Stored entries:
-------------------------
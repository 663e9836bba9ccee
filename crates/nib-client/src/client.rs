//! The editor-facing client facade
//!
//! One `Client` per hosting application instance. It owns the
//! conversation log, holds the configured transport as a trait object,
//! and runs the pipeline: build request, dispatch, aggregate, parse,
//! append, extract.

use std::collections::HashMap;
use std::sync::Arc;

use nib_ai::{
    CodeBlock, Completion, Turn,
    request::{self, GenerationOptions, TopicOverride},
    transport::{CurlTransport, HttpRequest, SocketTransport, Transport, TransportConfig, aggregate},
};

use crate::{
    config::{Config, TransportKind},
    error::Result,
    history::ConversationLog,
    notify::{Notifier, Severity},
    store::{HistoryStore, JsonFileStore, NullStore},
};

/// Runtime-settable options, replaceable as a unit via `configure`
#[derive(Debug, Clone)]
pub struct ClientOptions {
    pub endpoint: String,
    pub generation: GenerationOptions,
    pub topics: HashMap<String, TopicOverride>,
}

impl ClientOptions {
    fn from_config(config: &Config) -> Self {
        Self {
            endpoint: config.endpoint.clone(),
            generation: config.generation_options(),
            topics: config.topics.clone(),
        }
    }
}

/// The completion client consumed by the editor glue
pub struct Client {
    options: ClientOptions,
    api_key: Option<String>,
    transport: Box<dyn Transport>,
    transport_config: TransportConfig,
    log: ConversationLog,
    notifier: Arc<dyn Notifier>,
}

impl Client {
    /// Build a client from configuration: transport per the configured
    /// kind, history store per the configured path, credential resolved
    /// once here. A missing credential is reported through the notifier
    /// immediately but construction still succeeds — every `submit`
    /// will fail fast until it is provided.
    pub fn from_config(config: &Config, notifier: Arc<dyn Notifier>) -> Result<Self> {
        let transport_config = TransportConfig::default();
        let transport: Box<dyn Transport> = match config.transport {
            TransportKind::Curl => Box::new(CurlTransport::with_program(&config.http_client)),
            TransportKind::Socket => Box::new(SocketTransport::new(transport_config.clone())?),
        };

        let store: Arc<dyn HistoryStore> = match &config.history_file {
            Some(path) => Arc::new(JsonFileStore::new(path)),
            None => Arc::new(NullStore),
        };

        let api_key = config.resolve_api_key();
        if api_key.is_none() {
            notifier.notify(
                "no API key: set ANTHROPIC_API_KEY or api_key in the config file",
                Severity::Error,
            );
        }

        Ok(Self {
            options: ClientOptions::from_config(config),
            api_key,
            transport,
            transport_config,
            log: ConversationLog::new(config.max_history, store),
            notifier,
        })
    }

    /// Assemble a client from explicit parts. Hosts use this to inject
    /// their own transport or store; tests use it for mocks.
    pub fn with_parts(
        options: ClientOptions,
        api_key: Option<String>,
        transport: Box<dyn Transport>,
        store: Arc<dyn HistoryStore>,
        notifier: Arc<dyn Notifier>,
        max_history: usize,
    ) -> Self {
        Self {
            options,
            api_key,
            transport,
            transport_config: TransportConfig::default(),
            log: ConversationLog::new(max_history, store),
            notifier,
        }
    }

    /// Replace the runtime options as a unit
    pub fn configure(&mut self, options: ClientOptions) {
        self.options = options;
    }

    /// Send a prompt and wait for the completion.
    ///
    /// Taking `&mut self` serializes submits: a second request cannot be
    /// issued while one is outstanding, so completions always append to
    /// the log in request order. Nothing is appended until the exchange
    /// completes. No automatic retries; every failure is terminal for
    /// this call.
    pub async fn submit(&mut self, prompt: &str) -> Result<Completion> {
        self.submit_with_topic(prompt, None).await
    }

    /// Like `submit`, with per-topic overrides resolved from the
    /// language/topic identifier.
    pub async fn submit_with_topic(
        &mut self,
        prompt: &str,
        topic: Option<&str>,
    ) -> Result<Completion> {
        match self.run_exchange(prompt, topic).await {
            Ok(completion) => Ok(completion),
            Err(e) => {
                self.notifier.notify(&e.to_string(), Severity::Error);
                Err(e)
            }
        }
    }

    async fn run_exchange(&mut self, prompt: &str, topic: Option<&str>) -> Result<Completion> {
        let api_key = self
            .api_key
            .as_deref()
            .ok_or_else(|| nib_ai::Error::Config("API key is missing".to_string()))?;

        let generation = self.options.generation.for_topic(topic, &self.options.topics);
        let history: Vec<Turn> = self.log.turns().cloned().collect();
        let payload = request::build_request(prompt, &history, &generation)?;
        let headers = request::build_headers(api_key)?;
        let body = serde_json::to_vec(&payload).map_err(nib_ai::Error::from)?;
        let http = HttpRequest::post(&self.options.endpoint, headers, body);

        tracing::debug!(model = %generation.model, "submitting completion request");
        self.notifier.notify("waiting for completion...", Severity::Info);

        let stream = self.transport.send(&http).await?;
        let raw = aggregate(stream, self.transport_config.response_timeout).await?;

        let text = if self.transport.delivers_http_response() {
            nib_ai::envelope::parse_http_envelope(&raw)?
        } else {
            nib_ai::envelope::parse_envelope(&raw)?
        };

        // The exchange is complete; only now does the log change.
        self.log.append(Turn::user(prompt));
        self.log.append(Turn::assistant(&text));

        Ok(Completion::from_text(text))
    }

    /// The most recent assistant reply, verbatim ("apply recommendation")
    pub fn last_assistant_text(&self) -> Option<String> {
        self.log.last_assistant_text().map(|s| s.to_string())
    }

    /// Fenced code regions of the most recent assistant reply, recomputed
    /// on demand; the first is the one "insert code at cursor" uses.
    pub fn last_code_blocks(&self) -> Vec<CodeBlock> {
        self.log
            .last_assistant_text()
            .map(nib_ai::extract::code_blocks)
            .unwrap_or_default()
    }

    /// Move the history cursor by `step` and return the turn there.
    /// `&mut self` keeps cycling and an in-flight submit from
    /// interleaving.
    pub fn cycle_history(&mut self, step: i64) -> Option<Turn> {
        self.log.cycle(step).cloned()
    }

    /// Number of turns currently in the log
    pub fn history_len(&self) -> usize {
        self.log.len()
    }
}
-------------------------
Among the entries, copy every line containing the word "until".

_EXPECTED ANSWER_
    /// will fail fast until it is provided.
    /// the log in request order. Nothing is appended until the exchange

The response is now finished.